Laurens Storm van 's Gravesande (12 October 1704 – 14 August 1775) was a Dutch governor of the colonies of Essequibo and Demerara from 1743 to 1772. He turned Demerara in a successful plantation colony, and the borders of Guyana are mainly based on his expeditions into the interior. He is also noted for his treatment of the Amerindians.

==Biography==
Laurens Storm van 's Gravesande was born in 's-Hertogenbosch in a patrician family who were hereditary members of the Council of Delft since 1270. At the age of 17, he joined the army. In October 1737, he started to work for the Dutch West India Company (WIC), the governing authority of the western colonies, and was assigned to Fort Zeelandia in Essequibo as a secretary. In 1738, he established the College of Kiezers, an electoral college for
the colony. After the death of Hermanus Gelskerke, the Commander of Essequibo, Storm van 's Gravesande was appointed Commander of the colony on 13 April 1743.

In 1745, Demerara was created as a separate colony, even though it was located on an unoccupied part of Essequibo, because the people from the province of Holland wanted to settle there and Essequibo was part of Zeeland. Demerara was initially governed from Essequibo. In 1750 he appointed his son Jonathan as Commander of Demerara. After a conflict with the WIC, he left for the Netherlands, but was reappointed as Director General of Essequibo and Demerara in 1752.

In Demerara he instituted an open-door policy. He befriended Gedney Clarke, a Barbados merchant and plantation owner who owned many plantations and had many contacts. In 1755, Clarke requested political representation, therefore as separate administration for Demerara was established of the island of Borsselen. The colony of Demerara started to flourish. In 1763, a slave uprising took place in neighbouring Berbice. Governor van 's Gravesande formed an alliance with the Amerindian tribes and prevented the uprising from spreading to his colonies.

In 1763, he asked to be replaced, and repeated the request in 1766 and 1770, until he was finally replaced on 27 November 1772. On 14 August 1775, Laurens Storm van 's Gravesande died on his plantation Soesdyke.

==Legacy==
Storm van 's Gravesande started to focus on the economic development of the plantations instead of trade. Another focus was on exploration projects in the interior and setting up trade posts with the Amerindian. The current borders of Guyana as defined by Robert Hermann Schomburgk were mainly based on the reports of the explorations carried out during this period. Storm van 's Gravesande started an Amerindian policy based on respect and friendly relations, and forging alliances with the tribes during times of crisis. His open door policy resulted a majority of English and Scottish planters among the white population.
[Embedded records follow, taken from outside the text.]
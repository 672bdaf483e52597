//! Progress reporting utilities using indicatif.
//!
//! This module provides the [`Progress`] struct which implements [`ProgressCallback`]
//! to display a spinner while walking and a bar while hashing. Bars are drawn on
//! stderr and stay hidden when stderr is not a terminal, so piped output is
//! never polluted.
//!
//! [`Progress`] is also where verbose skip diagnostics are printed, suspended
//! around the bars so they do not tear the display.

use std::sync::Mutex;
use std::time::Duration;

use indicatif::{MultiProgress, ProgressBar, ProgressStyle};

use crate::scanner::ScanError;

/// Phase name used while walking the tree.
pub const PHASE_WALKING: &str = "walking";

/// Phase name used while hashing files.
pub const PHASE_HASHING: &str = "hashing";

/// Progress callback for the scan pipeline.
///
/// Implement this trait to receive progress updates during a scan.
/// Hashing runs on a thread pool, so implementations must be `Send + Sync`.
pub trait ProgressCallback: Send + Sync {
    /// Called when a phase starts.
    ///
    /// # Arguments
    ///
    /// * `phase` - Name of the phase ([`PHASE_WALKING`] or [`PHASE_HASHING`])
    /// * `total` - Total number of items to process, 0 if unknown
    fn on_phase_start(&self, phase: &str, total: usize);

    /// Called for each item processed.
    ///
    /// # Arguments
    ///
    /// * `current` - Number of items processed so far (1-based)
    /// * `path` - Path being processed
    fn on_progress(&self, current: usize, path: &str);

    /// Called when an item has been processed, providing its size.
    fn on_item_completed(&self, _bytes: u64) {}

    /// Called when a phase completes.
    fn on_phase_end(&self, phase: &str);

    /// Called when a file or directory is skipped because it could not be read.
    ///
    /// Calls arrive in traversal order.
    fn on_skip(&self, _error: &ScanError) {}
}

/// Progress reporter using indicatif.
pub struct Progress {
    multi: MultiProgress,
    walking: Mutex<Option<ProgressBar>>,
    hashing: Mutex<Option<ProgressBar>>,
    quiet: bool,
    verbose: bool,
}

impl Progress {
    /// Create a new progress reporter.
    ///
    /// # Arguments
    ///
    /// * `quiet` - If true, no progress bars will be displayed.
    /// * `verbose` - If true, skipped files are reported on stderr.
    ///
    /// # Examples
    ///
    /// ```
    /// use dupscan::progress::Progress;
    ///
    /// let progress = Progress::new(false, true);
    /// assert!(progress.is_verbose());
    /// ```
    #[must_use]
    pub fn new(quiet: bool, verbose: bool) -> Self {
        Self {
            multi: MultiProgress::new(),
            walking: Mutex::new(None),
            hashing: Mutex::new(None),
            quiet,
            verbose,
        }
    }

    /// Whether skip diagnostics are printed.
    #[must_use]
    pub fn is_verbose(&self) -> bool {
        self.verbose
    }

    fn walking_style() -> ProgressStyle {
        ProgressStyle::with_template("{spinner:.green} {msg} [{elapsed_precise}] {pos} files")
            .unwrap_or_else(|_| ProgressStyle::default_spinner())
            .tick_chars("⠁⠂⠄⡀⢀⠠⠐⠈ ")
    }

    fn hashing_style() -> ProgressStyle {
        ProgressStyle::with_template(
            "[{elapsed_precise}] [{bar:40.green/blue}] {pos}/{len} ({percent}%) {msg} (ETA: {eta})",
        )
        .unwrap_or_else(|_| ProgressStyle::default_bar())
        .progress_chars("█>-")
    }
}

impl ProgressCallback for Progress {
    fn on_phase_start(&self, phase: &str, total: usize) {
        if self.quiet {
            return;
        }

        match phase {
            PHASE_WALKING => {
                let pb = self.multi.add(ProgressBar::new_spinner());
                pb.set_style(Self::walking_style());
                pb.set_message("Walking directory");
                pb.enable_steady_tick(Duration::from_millis(100));
                *self.walking.lock().unwrap() = Some(pb);
            }
            PHASE_HASHING => {
                let pb = self.multi.add(ProgressBar::new(total as u64));
                pb.set_style(Self::hashing_style());
                pb.set_message("Hashing");
                *self.hashing.lock().unwrap() = Some(pb);
            }
            _ => log::debug!("Unknown progress phase: {}", phase),
        }
    }

    fn on_progress(&self, current: usize, path: &str) {
        if self.quiet {
            return;
        }

        let display_msg = truncate_path(path, 30);

        if let Some(ref pb) = *self.hashing.lock().unwrap() {
            pb.set_position(current as u64);
            pb.set_message(display_msg);
        } else if let Some(ref pb) = *self.walking.lock().unwrap() {
            pb.set_position(current as u64);
            pb.set_message(display_msg);
        }
    }

    fn on_phase_end(&self, phase: &str) {
        if self.quiet {
            return;
        }

        match phase {
            PHASE_WALKING => {
                if let Some(pb) = self.walking.lock().unwrap().take() {
                    pb.finish_and_clear();
                }
            }
            PHASE_HASHING => {
                if let Some(pb) = self.hashing.lock().unwrap().take() {
                    pb.finish_and_clear();
                }
            }
            _ => {}
        }
    }

    fn on_skip(&self, error: &ScanError) {
        if self.verbose {
            self.multi.suspend(|| eprintln!("skip {error}"));
        }
    }
}

/// Truncate a path for display in the progress bar.
fn truncate_path(path: &str, max_len: usize) -> String {
    if path.chars().count() <= max_len {
        return path.to_string();
    }

    let file_name = std::path::Path::new(path)
        .file_name()
        .map(|n| n.to_string_lossy().into_owned())
        .unwrap_or_default();

    let name_len = file_name.chars().count();
    if name_len >= max_len {
        let tail: String = file_name.chars().skip(name_len + 3 - max_len).collect();
        return format!("...{tail}");
    }

    format!(".../{file_name}")
}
Historians have often praised his rule of the colonies; however, his reign was also marked by nepotism by appointing sons and sons-in-laws in important positions. His treatment of the Amerindians contrasted with the slaves. A telling anecdote is that on 9 August 1767, 20 slaves of his plantation Soesdyke made a failed attempt at escape. In his letters he wrote that he could not understand it, because they were well fed, and only punished for good reason.

==Bibliography==
- Hartsinck, J.J. (1770). "Beschryving van Guiana, of de wilde kust in Zuid-America"
- Storm van 's Gravesande, Laurens (1920). "Storm van 's Gravesande: zijn werk en zijn leven uit zijne brieven opgebouwd"
- Storm van 's Gravesande, Laurens (1911). "The rise of British Guiana: compiled from his despatches"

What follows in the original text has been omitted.